People with these issues often have difficulty discerning the difference between a truly useful item and something that should be given or thrown away because of their emotional attachment to the item.
They see themselves as the best curator of the items, which may range from useful items like craft supplies, display items, sentimental items, and stuff that is truly just junk.
"Sunk costs" is a term from economics that means that a cost that has already been incurred and cannot be recovered. Although the original term refers to finances, the sunk costs of the time and effort someone has put into an item can influence their decision to keep the item.
Therefore, another factor in this attachment is the sunk costs of money, effort, and time that a person has put into an item. A person may no longer be personally attached to an item, but will keep it because they have always meant to use it or simply because it's not yet ruined.
This is also a reason those with fewer economic advantage tend to be hoarders more than those with a comfortable financial situation. Someone like this realizing they've obtained two of an item will take on the responsibility of curating both instead of getting rid of one.
Because of all these factors, the expression that was translated as "sparks joy" in the English version is too easy for a clutterer to confuse or redefine in their own mind as they work to sort through their items.
In my case, for example, I had a situation where the basement, which was full of our excess saved items, needed to be cleared so the cracked foundation could be repaired. I had to decide what to save in the limited storage space we still had, and what to throw out or donate.
If Konmari had been in vogue at the time (this was in 2004) I'm certain I would have kept far more items than I should have. This language is too easy for a clutterer to massage and redefine in their own mind based on what the item is.
First, clutterers need to be clear-eyed about the fact that they suffer from excess emotional attachment to objects. Flylady's declutter method was in vogue at the time I engaged in this declutter session, and she has a whole checklist of questions to ask oneself about an object:
Do I love this item?
Have I used it in the past year?
Is it really garbage?
Do I have another one that is better?
Should I really keep two?
Does it have sentimental value that causes me to love it?
Or does it give me guilt and make me sad when I see the item?
This may seem needlessly complex to someone who is not a hoarder or clutterer but this addresses many of the reasons that a sufferer would keep an item that they shouldn't.
Another factor is that they are perfectionists. This seems at odds with the idea that they may have a huge mess in their home, but what happens is they often can't deal with their persistent need to have a perfectly clean home that matches their vision.
Because of this they put off starting on the project until it can be done perfectly.

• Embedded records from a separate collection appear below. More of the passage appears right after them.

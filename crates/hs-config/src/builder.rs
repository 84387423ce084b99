//! Builder configuration types.
//!
//! A configuration file may be TOML or JSON; the format is chosen by file
//! extension, with `.json` parsed as JSON and everything else as TOML.
//!
//! ```toml
//! schema_version = "1.0.0"
//! component_indices = "monotonic"
//! enforce_uniform_bounds = true
//! require_model_name = false
//!
//! [limits]
//! max_states = 6
//! min_states_for_probabilities = 2
//!
//! [sum_check]
//! mode = "tolerance"
//! epsilon = 1e-6
//! ```

use hs_math::SumCheck;
use serde::{Deserialize, Serialize};
use std::fmt;
use std::path::Path;

use crate::validate::ValidationError;

/// Complete builder configuration.
#[derive(Debug, Clone, PartialEq, Serialize, Deserialize)]
pub struct BuilderConfig {
    pub schema_version: String,

    #[serde(default)]
    pub description: Option<String>,

    /// How mixture component indices behave after a removal.
    #[serde(default)]
    pub component_indices: ComponentIndexPolicy,

    /// Reject Uniform components whose lower bound exceeds the upper bound.
    #[serde(default = "default_true")]
    pub enforce_uniform_bounds: bool,

    /// Treat a specification without a model name as incomplete.
    #[serde(default)]
    pub require_model_name: bool,

    // Tables last so the TOML rendering stays valid.
    #[serde(default)]
    pub limits: Limits,

    /// How probability vectors are compared against 1.
    #[serde(default)]
    pub sum_check: SumCheck,
}

fn default_true() -> bool {
    true
}

/// Shape constants for the state registry.
#[derive(Debug, Clone, Copy, PartialEq, Eq, Serialize, Deserialize)]
pub struct Limits {
    /// Maximum number of states.
    pub max_states: usize,
    /// Below this count the initial vector and transition matrix do not exist.
    pub min_states_for_probabilities: usize,
}

impl Default for Limits {
    fn default() -> Self {
        Limits {
            max_states: crate::MAX_STATES_CEILING,
            min_states_for_probabilities: 2,
        }
    }
}

/// Index assignment for mixture components.
#[derive(Debug, Clone, Copy, PartialEq, Eq, Default, Serialize, Deserialize)]
#[serde(rename_all = "lowercase")]
pub enum ComponentIndexPolicy {
    /// Indices come from a per-state counter that is never decremented;
    /// removing a component leaves a gap.
    #[default]
    Monotonic,
    /// Indices are recomputed to `0..len` after every removal.
    Renumber,
}

impl fmt::Display for ComponentIndexPolicy {
    fn fmt(&self, f: &mut fmt::Formatter<'_>) -> fmt::Result {
        match self {
            ComponentIndexPolicy::Monotonic => write!(f, "monotonic"),
            ComponentIndexPolicy::Renumber => write!(f, "renumber"),
        }
    }
}

impl Default for BuilderConfig {
    fn default() -> Self {
        BuilderConfig {
            schema_version: crate::CONFIG_SCHEMA_VERSION.to_string(),
            description: None,
            component_indices: ComponentIndexPolicy::default(),
            enforce_uniform_bounds: true,
            require_model_name: false,
            limits: Limits::default(),
            sum_check: SumCheck::default(),
        }
    }
}

impl BuilderConfig {
    /// Load configuration from a file, picking the parser by extension.
    pub fn from_file(path: &Path) -> Result<Self, ValidationError> {
        let content = std::fs::read_to_string(path).map_err(|e| {
            ValidationError::IoError(format!("Failed to read {}: {}", path.display(), e))
        })?;

        if is_json_path(path) {
            Self::parse_json(&content)
        } else {
            Self::parse_toml(&content)
        }
    }

    /// Parse configuration from a JSON string.
    pub fn parse_json(json: &str) -> Result<Self, ValidationError> {
        serde_json::from_str(json)
            .map_err(|e| ValidationError::ParseError(format!("Invalid JSON: {}", e)))
    }

    /// Parse configuration from a TOML string.
    pub fn parse_toml(text: &str) -> Result<Self, ValidationError> {
        toml::from_str(text)
            .map_err(|e| ValidationError::ParseError(format!("Invalid TOML: {}", e)))
    }

    /// Render as pretty TOML.
    pub fn to_toml(&self) -> Result<String, ValidationError> {
        toml::to_string_pretty(self)
            .map_err(|e| ValidationError::SchemaError(format!("Cannot render TOML: {}", e)))
    }
}

pub(crate) fn is_json_path(path: &Path) -> bool {
    path.extension()
        .map(|ext| ext.eq_ignore_ascii_case("json"))
        .unwrap_or(false)
}

#[cfg(test)]
mod tests {
    use super::*;

    #[test]
    fn test_parse_minimal_toml() {
        let config = BuilderConfig::parse_toml(r#"schema_version = "1.0.0""#).unwrap();
        assert_eq!(config, BuilderConfig::default());
    }

    #[test]
    fn test_parse_full_json() {
        let json = r#"{
            "schema_version": "1.0.0",
            "limits": { "max_states": 4, "min_states_for_probabilities": 2 },
            "sum_check": { "mode": "exact" },
            "component_indices": "renumber",
            "enforce_uniform_bounds": false,
            "require_model_name": true
        }"#;
        let config = BuilderConfig::parse_json(json).unwrap();
        assert_eq!(config.limits.max_states, 4);
        assert_eq!(config.sum_check, SumCheck::Exact);
        assert_eq!(config.component_indices, ComponentIndexPolicy::Renumber);
        assert!(!config.enforce_uniform_bounds);
        assert!(config.require_model_name);
    }

    #[test]
    fn test_toml_roundtrip() {
        let config = BuilderConfig::default();
        let text = config.to_toml().unwrap();
        assert_eq!(BuilderConfig::parse_toml(&text).unwrap(), config);
    }

    #[test]
    fn test_parse_error_is_reported() {
        let err = BuilderConfig::parse_json("{ not json").unwrap_err();
        assert!(matches!(err, ValidationError::ParseError(_)));
    }

    #[test]
    fn test_json_extension_detection() {
        assert!(is_json_path(Path::new("builder.json")));
        assert!(is_json_path(Path::new("BUILDER.JSON")));
        assert!(!is_json_path(Path::new("builder.toml")));
        assert!(!is_json_path(Path::new("builder")));
    }
}
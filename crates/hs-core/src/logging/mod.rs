//! Structured logging for hmmspec.
//!
//! - stdout is reserved for command payloads (JSON/MD output)
//! - stderr receives all log output (human or JSONL)
//! - events carry correlation IDs (run_id, session_id)
//!
//! ```ignore
//! use hs_core::logging::{init_logging, LogConfig, LogContext, Stage, event_names};
//!
//! init_logging(&LogConfig::resolve(verbose, quiet, None));
//! let ctx = LogContext::new(generate_run_id()).with_session_id(session.id().to_string());
//! log_event!(ctx, INFO, event_names::SESSION_STARTED, Stage::Init, "editing session opened");
//! ```

pub mod config;
pub mod events;

pub use config::{LogConfig, LogFormat};
pub use events::{event_names, LogContext, Stage};

use std::io::IsTerminal;
use tracing_subscriber::layer::SubscriberExt;
use tracing_subscriber::util::SubscriberInitExt;
use tracing_subscriber::{fmt, EnvFilter};

/// Initialize the logging subsystem.
///
/// Must be called once at startup. A second call is ignored.
pub fn init_logging(config: &LogConfig) {
    let filter = EnvFilter::new(format!("hs_core={level},hmmspec={level}", level = config.level));

    let result = match config.format {
        LogFormat::Human => {
            let fmt_layer = fmt::layer()
                .with_writer(std::io::stderr)
                .with_target(false)
                .with_ansi(std::io::stderr().is_terminal());
            tracing_subscriber::registry()
                .with(filter)
                .with(fmt_layer)
                .try_init()
        }
        LogFormat::Jsonl => {
            let json_layer = fmt::layer()
                .json()
                .flatten_event(true)
                .with_current_span(false)
                .with_writer(std::io::stderr);
            tracing_subscriber::registry()
                .with(filter)
                .with(json_layer)
                .try_init()
        }
    };
    if result.is_err() {
        tracing::debug!("logging already initialized");
    }
}

/// Generate a unique run ID for this invocation.
pub fn generate_run_id() -> String {
    let uuid = uuid::Uuid::new_v4();
    format!("run-{}", &uuid.simple().to_string()[..12])
}

/// Emit a tracing event stamped with the context's correlation IDs.
///
/// ```ignore
/// log_event!(ctx, INFO, event_names::SESSION_FINISHED, Stage::Edit, "script replayed",
///     applied = 12, rejected = 1);
/// ```
#[macro_export]
macro_rules! log_event {
    ($ctx:expr, INFO, $event:expr, $stage:expr, $msg:expr $(, $key:ident = $val:expr)*) => {
        tracing::info!(
            event = $event,
            run_id = %$ctx.run_id,
            session_id = ?$ctx.session_id,
            stage = %$stage,
            $($key = $val,)*
            "{}", $msg
        )
    };
    ($ctx:expr, DEBUG, $event:expr, $stage:expr, $msg:expr $(, $key:ident = $val:expr)*) => {
        tracing::debug!(
            event = $event,
            run_id = %$ctx.run_id,
            session_id = ?$ctx.session_id,
            stage = %$stage,
            $($key = $val,)*
            "{}", $msg
        )
    };
    ($ctx:expr, WARN, $event:expr, $stage:expr, $msg:expr $(, $key:ident = $val:expr)*) => {
        tracing::warn!(
            event = $event,
            run_id = %$ctx.run_id,
            session_id = ?$ctx.session_id,
            stage = %$stage,
            $($key = $val,)*
            "{}", $msg
        )
    };
    ($ctx:expr, ERROR, $event:expr, $stage:expr, $msg:expr $(, $key:ident = $val:expr)*) => {
        tracing::error!(
            event = $event,
            run_id = %$ctx.run_id,
            session_id = ?$ctx.session_id,
            stage = %$stage,
            $($key = $val,)*
            "{}", $msg
        )
    };
}

#[cfg(test)]
mod tests {
    use super::*;
    use tracing_subscriber::filter::LevelFilter;

    #[test]
    fn test_generate_run_id() {
        let id1 = generate_run_id();
        let id2 = generate_run_id();
        assert!(id1.starts_with("run-"));
        assert_ne!(id1, id2);
        assert_eq!(id1.len(), 16);
    }

    #[test]
    fn test_log_event_macro_expands() {
        let ctx = LogContext::new("run-test");
        crate::log_event!(ctx, DEBUG, event_names::SESSION_STARTED, Stage::Init, "opened", commands = 3);
    }

    #[test]
    fn test_double_init_is_harmless() {
        let config = LogConfig {
            level: LevelFilter::OFF,
            ..Default::default()
        };
        init_logging(&config);
        init_logging(&config);
    }
}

This is why methods like Flylady and Unfuck Your Habitat (which is really just Flylady without the cutesy rhetoric) help these people so much, because people with differences such as ADHD become clutterers because they don't know how to regulate their own time or how to organize.
The emotional attachment to their possessions is, incidentally, why decluttering on behalf of your hoarder friend is a very bad idea. The person will need to work through this process on their own, in order for it to stick.
Getting rid of these items can be intensely emotional and difficult for someone with these tendencies.
Time limits, routines, consistency, and persistence are the best tools for someone who needs to declutter. Don't try to do this all in an afternoon. Not only is it a difficult process, it should become a consistent habit.
For resources and further reading please check out Squalor Survivors (archive.org link).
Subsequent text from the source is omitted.